Hommage à Louis Bergeron

Louis Bergeron nous a quittés le 9 octobre 2014. Il a partagé plus de cinquante années de la vie de l’Ecole. C’est en effet en 1963 qu’il commence à collaborer régulièrement aux Annales, en tant que référent pour la période révolutionnaire et impériale. Il est élu directeur d’études en 1970.
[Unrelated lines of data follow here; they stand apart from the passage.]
use billed_types::UserType;
use clap::{Args, Parser, Subcommand, ValueEnum};
use std::path::PathBuf;

#[derive(Debug, Clone, Copy, PartialEq, Eq, ValueEnum)]
pub enum OutputFormat {
    /// Rendered view, as the app displays it
    Plain,
    /// Raw records for pipes/scripts
    Json,
}

#[derive(Parser)]
#[command(name = "billed")]
#[command(about = "Submit expense bills and review their status", long_about = None)]
#[command(version)]
pub struct Cli {
    /// Data directory (defaults to BILLED_PATH, then the XDG data dir)
    #[arg(long, global = true)]
    pub data_dir: Option<String>,

    #[command(subcommand)]
    pub command: Commands,
}

#[derive(Subcommand)]
pub enum Commands {
    /// Initialize the data directory, config and bill database
    Init,

    /// Store the logged-in session used by every other command
    Login {
        #[arg(long)]
        email: String,

        #[arg(long, value_enum, default_value_t = UserTypeArg::Employee)]
        user_type: UserTypeArg,
    },

    /// Open the app on its landing view for the session role
    Bills {
        #[arg(long, value_enum, default_value_t = OutputFormat::Plain)]
        format: OutputFormat,
    },

    /// Open the attachment preview for one bill of the list
    Preview {
        /// Bill id as shown by `bills --format json`
        bill_id: String,
    },

    /// Fill and submit the creation form
    New(NewBillArgs),
}

#[derive(Debug, Clone, Copy, PartialEq, Eq, ValueEnum)]
pub enum UserTypeArg {
    Employee,
    Admin,
}

impl From<UserTypeArg> for UserType {
    fn from(arg: UserTypeArg) -> Self {
        match arg {
            UserTypeArg::Employee => UserType::Employee,
            UserTypeArg::Admin => UserType::Admin,
        }
    }
}

/// The creation form fields. Required ones mirror the form's native
/// constraints; the file-type rule stays with the container.
#[derive(Args)]
pub struct NewBillArgs {
    #[arg(long)]
    pub name: String,

    /// ISO-8601 date (YYYY-MM-DD)
    #[arg(long)]
    pub date: String,

    /// Amount in whole currency units
    #[arg(long)]
    pub amount: String,

    #[arg(long, default_value = "Transports")]
    pub expense_type: String,

    /// VAT amount
    #[arg(long, default_value = "")]
    pub vat: String,

    /// VAT percentage
    #[arg(long, default_value = "20")]
    pub pct: String,

    #[arg(long, default_value = "")]
    pub commentary: String,

    /// Justificatif to attach (jpg, jpeg or png)
    #[arg(long)]
    pub file: Option<PathBuf>,
}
Né en 1929, brillant étudiant, Louis Bergeron intègre l’Ecole normale supérieure à l’âge de 18 ans. Il y noue de solides amitiés, notamment avec Marcel Roncayolo et Guy Palmade, qui seront ses amis de toujours et avec qui il participera plus tard au développement de la filière des sciences économiques et sociales. Agrégé d’histoire en 1951, il enseigne pendant une dizaine d’années en lycée puis en classes préparatoires avant de retourner rue d’Ulm où il remplace Jean Jeannin comme caïman. Il laisse aux normaliens de l’époque le souvenir d’un enseignant hors pair, capable d’aborder avec une égale érudition et un brio entraînant les sujets les plus éloignés de ses préoccupations personnelles. Soucieux de diversifier les enseignements d’histoire, il introduit l’histoire du temps présent avant même l’institutionnalisation de ce champ. Durant ces années, il se spécialise sur la période de la Révolution et de l’Empire à laquelle il consacre plusieurs ouvrages, dont Les Révolutions européennes et le partage du monde (Bordas, 1968) où il met en œuvre une perspective comparée très stimulante, et L’épisode napoléonien (Seuil, 1972), sans cesse réédité.
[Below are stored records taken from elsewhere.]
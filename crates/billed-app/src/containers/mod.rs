pub mod bills;
pub mod new_bill;

pub use bills::{BillsContainer, DisplayBill};
pub use new_bill::{NewBillContainer, NewBillForm};
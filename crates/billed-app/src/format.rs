use billed_types::BillStatus;
use chrono::{Datelike, NaiveDate};

/// Three-letter French month abbreviations, capitalized, as the original
/// front end derived them from `Intl.DateTimeFormat("fr")` short months.
const MONTHS_FR: [&str; 12] = [
    "Jan", "Fév", "Mar", "Avr", "Mai", "Jui", "Jui", "Aoû", "Sep", "Oct", "Nov", "Déc",
];

/// Format an ISO-8601 date for display: `"2004-04-04"` → `"4 Avr. 04"`.
///
/// Day without leading zero, abbreviated month with trailing period,
/// two-digit year. Callers fall back to the raw string on parse failure so
/// malformed legacy data still reaches the screen.
pub fn format_date(date_str: &str) -> Result<String, chrono::ParseError> {
    let date = NaiveDate::parse_from_str(date_str, "%Y-%m-%d")?;
    Ok(format!(
        "{} {}. {:02}",
        date.day(),
        MONTHS_FR[date.month0() as usize],
        date.year().rem_euclid(100)
    ))
}

/// Display string for a review status.
pub fn format_status(status: BillStatus) -> &'static str {
    match status {
        BillStatus::Pending => "En attente",
        BillStatus::Accepted => "Accepté",
        BillStatus::Refused => "Refusé",
    }
}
Ce sont François Furet et Marcel Roncayolo qui recommandent à Louis Bergeron de faire acte de candidature à la VIe section de l’EPHE en 1970. Il propose alors deux axes de recherche pour sa direction d’études. L’histoire de Paris au XIXe siècle constitue un premier champ, complété par une enquête sur le capitalisme et les capitalistes parisiens de 1795 à 1815. C’est à ce second dossier qu’il consacre sa thèse d’Etat sous la direction de Pierre Vilar : Banquiers, négociants et manufacturiers parisiens du Directoire à l’Empire (EHESS et Mouton, 1978) inspirera de nombreuses recherches futures, au croisement de l’histoire urbaine et de l’histoire économique. Son séminaire devient un lieu où se retrouvent étudiants et chercheurs de l’Ecole et de partout, attentifs aux hypothèses qu’il formule et aux analyses qu’il dégage de ses explorations de fonds d’archives auxquels il est souvent le premier à accéder. Paris et l’histoire industrielle restent pendant toute sa carrière ses objets de prédilection, mais s’il est resté un amoureux de sa ville dont il connaissait mieux que quiconque l’histoire de chaque parcelle (voir son Paris, genèse d’un paysage, en 1989), il a, au cours de sa carrière, considérablement élargi le terrain géographique de son enquête, à la France tout entière, à l’Europe et au monde.

La perspective comparatiste et l’ouverture internationale ont été en effet chez lui une préoccupation précoce et permanente. Sa connaissance des pays passagèrement placés sous la domination française lors des conquêtes révolutionnaires et impériales l’avait sans doute préparé à une réflexion sur les rythmes inégaux du décollage économique en Europe occidentale, et à de vifs débats avec ceux qui avançaient l’idée d’un retard français. Maîtrisant l’anglais, l’allemand et l’italien, il fait de nombreux séjours d’enseignement et de recherche à l’étranger, notamment en Amérique du Nord, en Allemagne et en Italie.

A l’EHESS, il mène de front de nombreuses responsabilités administratives et l’animation de grandes enquêtes. Responsable du DEA et de la formation doctorale en Histoire et civilisations de 1975 à 1984, il prend la direction du Centre de recherches historiques en 1986 et remplit pendant plusieurs années les devoirs d’une charge dont il mesure avec humour les exigences.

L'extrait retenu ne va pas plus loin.